++++ SOURCE INFORMATION

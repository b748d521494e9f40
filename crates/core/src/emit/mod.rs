//! TypeScript emission from a [`ResolvedModel`].
//!
//! Each artifact is a pure function of the model:
//! 1. Build: model -> [`ts::TsModule`] (structured types, raw class bodies)
//! 2. Emit: `TsModule` -> `String` via the [`Emit`] trait
//!
//! Artifacts never consult each other; the names they share (handler
//! interfaces, registry keys, payload types) are all derived from message
//! and schema names by the helpers in [`utils`] and [`types::type_name`].

mod client;
mod examples;
mod handlers;
mod server;
pub mod ts;
pub mod types;
pub mod utils;

use tracing::debug;

use crate::model::ResolvedModel;

pub use client::default_url;

/// Trait for converting AST nodes to TypeScript code strings.
pub trait Emit {
    /// Convert the AST node to its TypeScript string representation.
    fn emit(&self) -> String;
}

/// A generated output file.
#[derive(Debug, Clone, Copy, PartialEq, Eq, Hash)]
pub enum Artifact {
    /// `types.ts`
    Types,
    /// `handlers.ts`
    Handlers,
    /// `server.ts`
    Server,
    /// `index.ts`, the example server.
    ServerExample,
    /// `client.ts`
    Client,
    /// `client-example.ts`
    ClientExample,
}

impl Artifact {
    /// Every artifact, in write order.
    pub const ALL: [Artifact; 6] = [
        Artifact::Types,
        Artifact::Handlers,
        Artifact::Server,
        Artifact::ServerExample,
        Artifact::Client,
        Artifact::ClientExample,
    ];

    /// File name inside the output directory.
    pub fn file_name(self) -> &'static str {
        match self {
            Artifact::Types => "types.ts",
            Artifact::Handlers => "handlers.ts",
            Artifact::Server => "server.ts",
            Artifact::ServerExample => "index.ts",
            Artifact::Client => "client.ts",
            Artifact::ClientExample => "client-example.ts",
        }
    }

    /// Render this artifact.
    pub fn render(self, model: &ResolvedModel) -> String {
        let source = match self {
            Artifact::Types => types::render(model),
            Artifact::Handlers => handlers::render(model),
            Artifact::Server => server::render(model),
            Artifact::ServerExample => examples::render_server_example(model),
            Artifact::Client => client::render(model),
            Artifact::ClientExample => examples::render_client_example(model),
        };
        debug!(artifact = self.file_name(), bytes = source.len(), "Rendered artifact.");
        source
    }
}

/// An artifact rendered in memory, not yet written.
#[derive(Debug, Clone, PartialEq, Eq)]
pub struct Rendered {
    /// Which file this is.
    pub artifact: Artifact,
    /// Generated TypeScript source.
    pub source: String,
}

/// Render the selected artifacts in [`Artifact::ALL`] order, skipping repeats.
pub fn render_all(model: &ResolvedModel, selected: &[Artifact]) -> Vec<Rendered> {
    Artifact::ALL
        .into_iter()
        .filter(|a| selected.contains(a))
        .map(|artifact| Rendered {
            artifact,
            source: artifact.render(model),
        })
        .collect()
}

#[cfg(test)]
pub(crate) mod test_fixtures {
    #![allow(clippy::unwrap_used, clippy::expect_used)]

    use serde_json::json;

    use crate::model::ResolvedModel;

    /// Ping/pong protocol: client sends `ping`, server answers `pong`.
    pub fn ping_pong_model() -> ResolvedModel {
        ResolvedModel::build(&json!({
            "asyncapi": "3.0.0",
            "info": { "title": "Ping Pong API", "version": "1.0.0" },
            "servers": {
                "local": { "host": "localhost", "port": 9000, "protocol": "ws", "pathname": "/ws" }
            },
            "channels": {
                "main": {
                    "address": "/ws",
                    "messages": {
                        "ping": { "$ref": "#/components/messages/ping" },
                        "pong": { "$ref": "#/components/messages/pong" }
                    }
                }
            },
            "operations": {
                "sendPing": {
                    "action": "send",
                    "channel": { "$ref": "#/channels/main" },
                    "messages": [{ "$ref": "#/channels/main/messages/ping" }]
                },
                "receivePong": {
                    "action": "receive",
                    "channel": { "$ref": "#/channels/main" },
                    "messages": [{ "$ref": "#/channels/main/messages/pong" }]
                }
            },
            "components": {
                "messages": {
                    "ping": { "payload": { "$ref": "#/components/schemas/Ping" } },
                    "pong": { "payload": { "$ref": "#/components/schemas/Pong" } }
                },
                "schemas": {
                    "Ping": {
                        "type": "object",
                        "required": ["type"],
                        "properties": {
                            "type": { "type": "string", "const": "ping" },
                            "timestamp": { "type": "number" }
                        }
                    },
                    "Pong": {
                        "type": "object",
                        "required": ["type", "timestamp"],
                        "properties": {
                            "type": { "type": "string", "const": "pong" },
                            "timestamp": { "type": "number" }
                        }
                    }
                }
            }
        }))
        .expect("ping/pong fixture builds")
    }

    /// No servers, no operations.
    pub fn empty_model() -> ResolvedModel {
        ResolvedModel::build(&json!({
            "asyncapi": "3.0.0",
            "info": { "title": "Empty", "version": "0.0.1" },
            "channels": {},
            "components": {}
        }))
        .expect("empty fixture builds")
    }
}

#[cfg(test)]
#[allow(clippy::unwrap_used, clippy::expect_used)]
mod tests {
    use super::test_fixtures::{empty_model, ping_pong_model};
    use super::*;

    #[test]
    fn test_render_all_keeps_canonical_order() {
        let model = ping_pong_model();
        let rendered = render_all(
            &model,
            &[Artifact::Client, Artifact::Types, Artifact::Client],
        );
        let names: Vec<_> = rendered.iter().map(|r| r.artifact.file_name()).collect();
        assert_eq!(names, vec!["types.ts", "client.ts"]);
    }

    #[test]
    fn test_types_artifact_unions() {
        let out = Artifact::Types.render(&ping_pong_model());
        assert!(out.contains("export interface Ping {"));
        assert!(out.contains("  type: \"pong\";\n  timestamp: number;"));
        assert!(out.contains("export type MessageType = \"ping\" | \"pong\";"));
        assert!(out.contains("export type AsyncApiMessage = Ping | Pong;"));

        let empty = Artifact::Types.render(&empty_model());
        assert!(empty.contains("export type MessageType = never;"));
        assert!(empty.contains("export type AsyncApiMessage = never;"));
    }

    #[test]
    fn test_naming_is_consistent_across_artifacts() {
        let model = ping_pong_model();
        let handlers = Artifact::Handlers.render(&model);
        let server = Artifact::Server.render(&model);
        let index = Artifact::ServerExample.render(&model);

        assert!(handlers.contains("export interface PingHandler"));
        assert!(server.contains("getHandler<PingHandler>(\"ping\")"));
        assert!(handlers.contains("export class DefaultPingHandler"));
        assert!(index.contains("new DefaultPingHandler()"));
        assert!(handlers.contains("registerPing("));
        assert!(index.contains("registry.registerPing("));
    }

    #[test]
    fn test_rendering_is_deterministic() {
        let model = ping_pong_model();
        for artifact in Artifact::ALL {
            assert_eq!(artifact.render(&model), artifact.render(&model));
        }
    }
}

++++++++

**WHAT IS NEEDED:**
The full set of records above must be retyped exactly.

**THE ANSWER:**
repository b748d521494e9f40
filename crates/core/src/emit/mod.rs
//! TypeScript emission from a [`ResolvedModel`].
//!
//! Each artifact is a pure function of the model:
//! 1. Build: model -> [`ts::TsModule`] (structured types, raw class bodies)
//! 2. Emit: `TsModule` -> `String` via the [`Emit`] trait
//!
//! Artifacts never consult each other; the names they share (handler
//! interfaces, registry keys, payload types) are all derived from message
//! and schema names by the helpers in [`utils`] and [`types::type_name`].

mod client;
mod examples;
mod handlers;
mod server;
pub mod ts;
pub mod types;
pub mod utils;

use tracing::debug;

use crate::model::ResolvedModel;

pub use client::default_url;

/// Trait for converting AST nodes to TypeScript code strings.
pub trait Emit {
    /// Convert the AST node to its TypeScript string representation.
    fn emit(&self) -> String;
}

/// A generated output file.
#[derive(Debug, Clone, Copy, PartialEq, Eq, Hash)]
pub enum Artifact {
    /// `types.ts`
    Types,
    /// `handlers.ts`
    Handlers,
    /// `server.ts`
    Server,
    /// `index.ts`, the example server.
    ServerExample,
    /// `client.ts`
    Client,
    /// `client-example.ts`
    ClientExample,
}

impl Artifact {
    /// Every artifact, in write order.
    pub const ALL: [Artifact; 6] = [
        Artifact::Types,
        Artifact::Handlers,
        Artifact::Server,
        Artifact::ServerExample,
        Artifact::Client,
        Artifact::ClientExample,
    ];

    /// File name inside the output directory.
    pub fn file_name(self) -> &'static str {
        match self {
            Artifact::Types => "types.ts",
            Artifact::Handlers => "handlers.ts",
            Artifact::Server => "server.ts",
            Artifact::ServerExample => "index.ts",
            Artifact::Client => "client.ts",
            Artifact::ClientExample => "client-example.ts",
        }
    }

    /// Render this artifact.
    pub fn render(self, model: &ResolvedModel) -> String {
        let source = match self {
            Artifact::Types => types::render(model),
            Artifact::Handlers => handlers::render(model),
            Artifact::Server => server::render(model),
            Artifact::ServerExample => examples::render_server_example(model),
            Artifact::Client => client::render(model),
            Artifact::ClientExample => examples::render_client_example(model),
        };
        debug!(artifact = self.file_name(), bytes = source.len(), "Rendered artifact.");
        source
    }
}

/// An artifact rendered in memory, not yet written.
#[derive(Debug, Clone, PartialEq, Eq)]
pub struct Rendered {
    /// Which file this is.
    pub artifact: Artifact,
    /// Generated TypeScript source.
    pub source: String,
}

/// Render the selected artifacts in [`Artifact::ALL`] order, skipping repeats.
pub fn render_all(model: &ResolvedModel, selected: &[Artifact]) -> Vec<Rendered> {
    Artifact::ALL
        .into_iter()
        .filter(|a| selected.contains(a))
        .map(|artifact| Rendered {
            artifact,
            source: artifact.render(model),
        })
        .collect()
}

#[cfg(test)]
pub(crate) mod test_fixtures {
    #![allow(clippy::unwrap_used, clippy::expect_used)]

    use serde_json::json;

    use crate::model::ResolvedModel;

    /// Ping/pong protocol: client sends `ping`, server answers `pong`.
    pub fn ping_pong_model() -> ResolvedModel {
        ResolvedModel::build(&json!({
            "asyncapi": "3.0.0",
            "info": { "title": "Ping Pong API", "version": "1.0.0" },
            "servers": {
                "local": { "host": "localhost", "port": 9000, "protocol": "ws", "pathname": "/ws" }
            },
            "channels": {
                "main": {
                    "address": "/ws",
                    "messages": {
                        "ping": { "$ref": "#/components/messages/ping" },
                        "pong": { "$ref": "#/components/messages/pong" }
                    }
                }
            },
            "operations": {
                "sendPing": {
                    "action": "send",
                    "channel": { "$ref": "#/channels/main" },
                    "messages": [{ "$ref": "#/channels/main/messages/ping" }]
                },
                "receivePong": {
                    "action": "receive",
                    "channel": { "$ref": "#/channels/main" },
                    "messages": [{ "$ref": "#/channels/main/messages/pong" }]
                }
            },
            "components": {
                "messages": {
                    "ping": { "payload": { "$ref": "#/components/schemas/Ping" } },
                    "pong": { "payload": { "$ref": "#/components/schemas/Pong" } }
                },
                "schemas": {
                    "Ping": {
                        "type": "object",
                        "required": ["type"],
                        "properties": {
                            "type": { "type": "string", "const": "ping" },
                            "timestamp": { "type": "number" }
                        }
                    },
                    "Pong": {
                        "type": "object",
                        "required": ["type", "timestamp"],
                        "properties": {
                            "type": { "type": "string", "const": "pong" },
                            "timestamp": { "type": "number" }
                        }
                    }
                }
            }
        }))
        .expect("ping/pong fixture builds")
    }

    /// No servers, no operations.
    pub fn empty_model() -> ResolvedModel {
        ResolvedModel::build(&json!({
            "asyncapi": "3.0.0",
            "info": { "title": "Empty", "version": "0.0.1" },
            "channels": {},
            "components": {}
        }))
        .expect("empty fixture builds")
    }
}

#[cfg(test)]
#[allow(clippy::unwrap_used, clippy::expect_used)]
mod tests {
    use super::test_fixtures::{empty_model, ping_pong_model};
    use super::*;

    #[test]
    fn test_render_all_keeps_canonical_order() {
        let model = ping_pong_model();
        let rendered = render_all(
            &model,
            &[Artifact::Client, Artifact::Types, Artifact::Client],
        );
        let names: Vec<_> = rendered.iter().map(|r| r.artifact.file_name()).collect();
        assert_eq!(names, vec!["types.ts", "client.ts"]);
    }

    #[test]
    fn test_types_artifact_unions() {
        let out = Artifact::Types.render(&ping_pong_model());
        assert!(out.contains("export interface Ping {"));
        assert!(out.contains("  type: \"pong\";\n  timestamp: number;"));
        assert!(out.contains("export type MessageType = \"ping\" | \"pong\";"));
        assert!(out.contains("export type AsyncApiMessage = Ping | Pong;"));

        let empty = Artifact::Types.render(&empty_model());
        assert!(empty.contains("export type MessageType = never;"));
        assert!(empty.contains("export type AsyncApiMessage = never;"));
    }

    #[test]
    fn test_naming_is_consistent_across_artifacts() {
        let model = ping_pong_model();
        let handlers = Artifact::Handlers.render(&model);
        let server = Artifact::Server.render(&model);
        let index = Artifact::ServerExample.render(&model);

        assert!(handlers.contains("export interface PingHandler"));
        assert!(server.contains("getHandler<PingHandler>(\"ping\")"));
        assert!(handlers.contains("export class DefaultPingHandler"));
        assert!(index.contains("new DefaultPingHandler()"));
        assert!(handlers.contains("registerPing("));
        assert!(index.contains("registry.registerPing("));
    }

    #[test]
    fn test_rendering_is_deterministic() {
        let model = ping_pong_model();
        for artifact in Artifact::ALL {
            assert_eq!(artifact.render(&model), artifact.render(&model));
        }
    }
}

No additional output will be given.